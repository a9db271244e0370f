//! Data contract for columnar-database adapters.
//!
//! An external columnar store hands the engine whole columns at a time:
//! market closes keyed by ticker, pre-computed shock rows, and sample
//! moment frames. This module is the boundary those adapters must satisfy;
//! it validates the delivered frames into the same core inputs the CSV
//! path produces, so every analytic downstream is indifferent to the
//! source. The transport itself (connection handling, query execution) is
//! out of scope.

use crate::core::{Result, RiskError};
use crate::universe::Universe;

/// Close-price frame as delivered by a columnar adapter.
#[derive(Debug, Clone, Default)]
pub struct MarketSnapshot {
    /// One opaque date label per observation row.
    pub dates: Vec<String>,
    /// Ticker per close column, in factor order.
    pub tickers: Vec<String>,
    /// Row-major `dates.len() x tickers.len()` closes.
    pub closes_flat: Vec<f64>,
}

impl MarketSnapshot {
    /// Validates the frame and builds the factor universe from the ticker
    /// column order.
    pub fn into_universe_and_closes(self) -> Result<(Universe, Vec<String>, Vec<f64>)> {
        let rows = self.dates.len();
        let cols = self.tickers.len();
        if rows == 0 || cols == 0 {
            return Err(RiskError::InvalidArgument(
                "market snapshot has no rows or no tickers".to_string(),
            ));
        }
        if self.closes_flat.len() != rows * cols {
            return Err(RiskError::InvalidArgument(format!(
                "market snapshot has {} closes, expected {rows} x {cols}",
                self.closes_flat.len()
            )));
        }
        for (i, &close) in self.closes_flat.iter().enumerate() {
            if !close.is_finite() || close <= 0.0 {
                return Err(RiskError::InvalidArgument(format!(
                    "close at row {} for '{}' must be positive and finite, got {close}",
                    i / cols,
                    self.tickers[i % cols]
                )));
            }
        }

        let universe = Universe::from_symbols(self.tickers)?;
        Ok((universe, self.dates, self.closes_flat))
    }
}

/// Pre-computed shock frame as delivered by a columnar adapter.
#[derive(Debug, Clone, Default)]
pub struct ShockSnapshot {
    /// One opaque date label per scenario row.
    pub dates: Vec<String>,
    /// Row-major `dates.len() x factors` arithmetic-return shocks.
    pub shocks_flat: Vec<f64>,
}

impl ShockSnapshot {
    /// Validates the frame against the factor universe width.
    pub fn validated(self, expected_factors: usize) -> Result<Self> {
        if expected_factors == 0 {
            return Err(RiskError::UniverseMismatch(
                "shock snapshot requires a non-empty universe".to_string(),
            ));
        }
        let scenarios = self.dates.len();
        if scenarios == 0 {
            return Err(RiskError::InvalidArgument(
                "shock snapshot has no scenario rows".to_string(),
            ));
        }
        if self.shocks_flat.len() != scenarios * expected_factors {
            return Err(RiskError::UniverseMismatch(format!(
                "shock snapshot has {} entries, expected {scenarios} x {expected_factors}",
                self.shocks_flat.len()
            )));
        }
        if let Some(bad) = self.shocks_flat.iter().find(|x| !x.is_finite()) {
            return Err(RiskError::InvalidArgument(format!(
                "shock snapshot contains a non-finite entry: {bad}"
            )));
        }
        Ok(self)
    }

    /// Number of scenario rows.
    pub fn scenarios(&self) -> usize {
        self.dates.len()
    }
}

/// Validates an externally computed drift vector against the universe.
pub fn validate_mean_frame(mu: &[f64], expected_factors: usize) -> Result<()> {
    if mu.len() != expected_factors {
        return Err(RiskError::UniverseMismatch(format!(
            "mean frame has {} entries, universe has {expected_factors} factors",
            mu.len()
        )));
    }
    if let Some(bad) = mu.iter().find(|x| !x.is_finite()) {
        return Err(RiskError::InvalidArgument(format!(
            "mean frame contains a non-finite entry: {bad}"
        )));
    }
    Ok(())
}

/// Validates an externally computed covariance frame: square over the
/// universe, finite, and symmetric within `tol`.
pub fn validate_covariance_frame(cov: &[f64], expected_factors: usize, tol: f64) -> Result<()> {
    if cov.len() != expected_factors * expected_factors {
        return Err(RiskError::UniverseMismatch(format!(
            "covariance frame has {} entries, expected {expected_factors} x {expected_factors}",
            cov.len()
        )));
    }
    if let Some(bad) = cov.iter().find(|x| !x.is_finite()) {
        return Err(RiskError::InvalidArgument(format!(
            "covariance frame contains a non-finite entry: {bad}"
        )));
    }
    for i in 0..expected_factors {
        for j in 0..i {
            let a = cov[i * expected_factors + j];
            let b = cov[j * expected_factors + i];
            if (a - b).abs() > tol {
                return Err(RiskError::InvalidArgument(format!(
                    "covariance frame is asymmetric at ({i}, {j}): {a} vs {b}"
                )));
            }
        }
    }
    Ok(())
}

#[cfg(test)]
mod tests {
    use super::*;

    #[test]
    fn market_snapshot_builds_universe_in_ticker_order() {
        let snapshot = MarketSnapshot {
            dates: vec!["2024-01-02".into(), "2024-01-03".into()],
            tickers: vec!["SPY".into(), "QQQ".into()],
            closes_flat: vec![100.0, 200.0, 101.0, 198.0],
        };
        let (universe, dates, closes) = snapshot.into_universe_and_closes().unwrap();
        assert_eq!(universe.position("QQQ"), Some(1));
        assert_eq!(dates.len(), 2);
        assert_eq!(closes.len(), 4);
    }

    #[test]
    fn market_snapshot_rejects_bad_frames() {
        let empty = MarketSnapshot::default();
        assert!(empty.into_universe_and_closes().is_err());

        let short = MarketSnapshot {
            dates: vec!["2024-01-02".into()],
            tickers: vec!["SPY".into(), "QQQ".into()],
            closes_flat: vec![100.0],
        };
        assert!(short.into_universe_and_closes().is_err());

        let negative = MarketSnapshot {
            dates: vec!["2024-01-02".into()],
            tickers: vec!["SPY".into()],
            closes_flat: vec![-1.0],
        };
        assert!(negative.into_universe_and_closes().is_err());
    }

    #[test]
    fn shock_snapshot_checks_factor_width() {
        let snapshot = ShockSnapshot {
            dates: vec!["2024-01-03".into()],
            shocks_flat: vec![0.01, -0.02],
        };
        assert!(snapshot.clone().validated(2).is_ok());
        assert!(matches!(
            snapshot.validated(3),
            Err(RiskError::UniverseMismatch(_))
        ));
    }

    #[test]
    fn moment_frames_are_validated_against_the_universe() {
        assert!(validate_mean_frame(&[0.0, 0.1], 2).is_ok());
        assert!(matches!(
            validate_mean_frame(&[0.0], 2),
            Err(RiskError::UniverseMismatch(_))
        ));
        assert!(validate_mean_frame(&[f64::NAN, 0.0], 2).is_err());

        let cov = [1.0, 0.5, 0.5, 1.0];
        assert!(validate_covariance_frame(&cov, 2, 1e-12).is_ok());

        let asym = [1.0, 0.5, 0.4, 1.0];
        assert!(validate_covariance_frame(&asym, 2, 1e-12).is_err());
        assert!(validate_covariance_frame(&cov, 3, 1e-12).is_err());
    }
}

> TASK DESCRIPTION:
Go through the data and show every line where "crate" occurs.

> ANSWER SECTION:
use crate::core::{Result, RiskError};
use crate::universe::Universe;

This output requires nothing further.